Version 4.3 work too. From 4.4 to above fail.

[rcordovano]

@CarlosLannister, changes in how we do keyword search mean that Java regular expressions need to be used. See https://docs.oracle.com/javase/8/docs/api/java/util/regex/Pattern.html for one explanation of the syntax. I personally am not expert enough in the syntax to tell at a glance whether your expressions should work, but I wanted to let you know about the change, at the very least.

[rcordovano]

@CarlosLannister, I had things backward in my previous comment. We have switched from Java regex syntax to the syntax that is supported by Lucene.

Elastic has a nice tutorial: https://www.elastic.co/guide/en/elasticsearch/reference/1.6/query-dsl-regexp-query.html.

[CarlosLannister]

In what way a tutorial of Elastic Search is related with Apache Lucene? I just tried to escape the special characters with \ but is not working.

^\[5KL\]\[1-9A-HJ-NP-Za-km-z\]\{50,51\}$

^\[13\]\[a-km-zA-HJ-NP-Z1-9\]\{25,34\}$

The project gets freeze.

[rcordovano]

@CarlosLannister , the linked Elastic document provides guidance on Lucene regex syntax; both Solr and Elastic are built on top of Lucene.

I interpreted "not working" to mean that your searches are returning no results. "The project gets freeze" suggests other problems. Are you saying that the GUI is frozen? That the search takes a long time to complete, or seems to never complete?

Are you searching during ingest, or doing an ad hoc search using the drop downs in the upper right hand corner?

[bcarrier]

What if you remove the ^ and $? I modified your search to be less restrictive and got fewer results than I had expected. I then removed the ^ and $ and got far more.

Did you include the ^ and $ because you wanted to find files where these items were the only text on the line?

[bcarrier]

@CarlosLannister, we looked into this. Autopsy 4.5 changed how we index and search for regular expressions. At a high-level, we used to apply regular expressions to each term/word and now we apply it to a long "string" that is the text of the document. So, the notion of anchoring (i.e. ^ and $) has changed.

Behind the scenes, we are surrounding the regular expression terms that you enter with "." (unless you also specified .). So, your searched turned into .^[terms]$.. I'm not sure that is a valid regexp.

What was the intention of your search? Were you looking for words that meet your criteria and you were using the anchors to define word boundaries?

Our actions from this are:

• Better document what is going on behind the scenes
• Document how to define word boundaries in your regexp
• Not add .* if someone specifies ^ or $.

[CarlosLannister]

Hi sorry for the delay in the answer.
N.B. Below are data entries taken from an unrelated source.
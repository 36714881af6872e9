/*
[INPUT]:  WebSocket URL, a caller-chosen attempt tag, and an event channel
[OUTPUT]: One ordered TransportEvent stream per connection attempt
[POS]:    WebSocket layer - single-connection transport task
[UPDATE]: When changing connect, close, or frame forwarding behavior
*/

use futures_util::{SinkExt, StreamExt};
use tokio::sync::mpsc;
use tokio::task::JoinHandle;
use tokio_tungstenite::connect_async;
use tokio_tungstenite::tungstenite::Message as WsMessage;
use tokio_tungstenite::tungstenite::protocol::CloseFrame;
use tokio_tungstenite::tungstenite::protocol::frame::coding::CloseCode;
use tracing::{debug, trace};

use super::message::{ClientMessage, CloseInfo};
use crate::http::{GestaltError, Result};

const OUTBOUND_CAPACITY: usize = 32;

/// Events reported by one transport, in order:
/// `Opened`, any number of `Frame`s, then exactly one of `Closed` / `Failed`.
///
/// A transport that fails to connect reports `Failed` without `Opened`.
#[derive(Debug, Clone, PartialEq, Eq)]
pub enum TransportEvent {
    Opened,
    Frame(String),
    Closed(CloseInfo),
    Failed(String),
}

impl TransportEvent {
    pub fn is_terminal(&self) -> bool {
        matches!(self, TransportEvent::Closed(_) | TransportEvent::Failed(_))
    }
}

#[derive(Debug)]
enum Outbound {
    Text(String),
    Close(CloseInfo),
}

/// Owning handle to a spawned transport task.
///
/// Dropping the handle abandons the connection: the task sends a bare close
/// frame and exits.
#[derive(Debug)]
pub struct TransportHandle {
    outbound: mpsc::Sender<Outbound>,
    task: JoinHandle<()>,
}

impl TransportHandle {
    /// Queue a client frame.
    pub fn send(&self, message: &ClientMessage) -> Result<()> {
        self.outbound
            .try_send(Outbound::Text(message.to_json()))
            .map_err(|err| GestaltError::WebSocket(format!("send queue unavailable: {err}")))
    }

    /// Close with an explicit code and reason; the task reports `Closed` with the same pair.
    pub fn close(self, code: u16, reason: &str) {
        let _ = self
            .outbound
            .try_send(Outbound::Close(CloseInfo::new(code, reason)));
    }

    /// Drop the connection without a coded close.
    pub fn abandon(self) {
        drop(self.outbound);
    }

    pub fn is_finished(&self) -> bool {
        self.task.is_finished()
    }
}

/// Spawn a transport task for one connection attempt.
///
/// Every event is tagged with `tag` so the consumer can discard events from
/// attempts it no longer cares about.
pub fn spawn_transport<T>(
    url: &str,
    tag: T,
    events: mpsc::UnboundedSender<(T, TransportEvent)>,
) -> TransportHandle
where
    T: Copy + Send + std::fmt::Debug + 'static,
{
    let (outbound_tx, outbound_rx) = mpsc::channel(OUTBOUND_CAPACITY);
    let url = url.to_string();
    let task = tokio::spawn(async move {
        let terminal = run_transport(&url, tag, outbound_rx, &events).await;
        debug!(?tag, event = ?terminal, "ws transport finished");
        let _ = events.send((tag, terminal));
    });

    TransportHandle {
        outbound: outbound_tx,
        task,
    }
}

async fn run_transport<T>(
    url: &str,
    tag: T,
    mut outbound_rx: mpsc::Receiver<Outbound>,
    events: &mpsc::UnboundedSender<(T, TransportEvent)>,
) -> TransportEvent
where
    T: Copy + Send + std::fmt::Debug + 'static,
{
    let connect = tokio::select! {
        result = connect_async(url) => result,
        outbound = outbound_rx.recv() => {
            // Cancelled before the handshake finished.
            return match outbound {
                Some(Outbound::Close(info)) => TransportEvent::Closed(info),
                _ => TransportEvent::Closed(CloseInfo::default()),
            };
        }
    };

    let ws_stream = match connect {
        Ok((ws_stream, _response)) => ws_stream,
        Err(err) => return TransportEvent::Failed(err.to_string()),
    };

    if events.send((tag, TransportEvent::Opened)).is_err() {
        return TransportEvent::Closed(CloseInfo::default());
    }

    let (mut write, mut read) = ws_stream.split();

    loop {
        tokio::select! {
            outbound = outbound_rx.recv() => {
                match outbound {
                    Some(Outbound::Text(text)) => {
                        if let Err(err) = write.send(WsMessage::Text(text.into())).await {
                            return TransportEvent::Failed(err.to_string());
                        }
                    }
                    Some(Outbound::Close(info)) => {
                        let frame = CloseFrame {
                            code: CloseCode::from(info.code.unwrap_or(1000)),
                            reason: info.reason.clone().into(),
                        };
                        let _ = write.send(WsMessage::Close(Some(frame))).await;
                        return TransportEvent::Closed(info);
                    }
                    None => {
                        let _ = write.send(WsMessage::Close(None)).await;
                        return TransportEvent::Closed(CloseInfo::default());
                    }
                }
            }
            incoming = read.next() => {
                match incoming {
                    Some(Ok(WsMessage::Text(text))) => {
                        if events.send((tag, TransportEvent::Frame(text.to_string()))).is_err() {
                            return TransportEvent::Closed(CloseInfo::default());
                        }
                    }
                    Some(Ok(WsMessage::Binary(bytes))) => match String::from_utf8(bytes.to_vec()) {
                        Ok(text) => {
                            if events.send((tag, TransportEvent::Frame(text))).is_err() {
                                return TransportEvent::Closed(CloseInfo::default());
                            }
                        }
                        Err(_) => trace!(?tag, "dropping non-utf8 binary frame"),
                    },
                    Some(Ok(WsMessage::Close(frame))) => {
                        let info = frame
                            .map(|frame| CloseInfo::new(u16::from(frame.code), frame.reason.as_str()))
                            .unwrap_or_default();
                        let _ = write.send(WsMessage::Close(None)).await;
                        return TransportEvent::Closed(info);
                    }
                    Some(Ok(_)) => {}
                    Some(Err(err)) => return TransportEvent::Failed(err.to_string()),
                    None => return TransportEvent::Closed(CloseInfo::default()),
                }
            }
        }
    }
}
My intention was to search bitcoin addresses in files, like this 1F1tAaz5x1HUXrCNLbtMDqcw6o5GNn4xqX.

I include ^ and $ because I knew the existence of a file with only a bitcoin address in the text, it was just a test to find the file.

In future searches, I am going to try without ^ and $ and see if it works.

Thanks for all.

[infoman60]

Hi, I'm having similar regex problems trying to specify word boundaries. I have a working regular expression for UK National Insurance number, but need to specify surrounding word boundaries to reduce false positives. Everything I try to add a word boundary breaks the regex. Many thanks

[APriestman]

As @bcarrier said above, the way we do indexing changed in the more recent versions of Autopsy which is why ^ and $ no longer work as word boundaries. At the moment my best suggestion is to manually put a word boundary around your regex (a small version would be [ \.\-](regex)[ \.\-] - note that the predefined character classes do not work in Autopsy), although this may have issues when the search string is at the beginning or end of a file. We did stop putting the ".*" on when ^ or $ is present, but the boundary characters still aren't working as expected.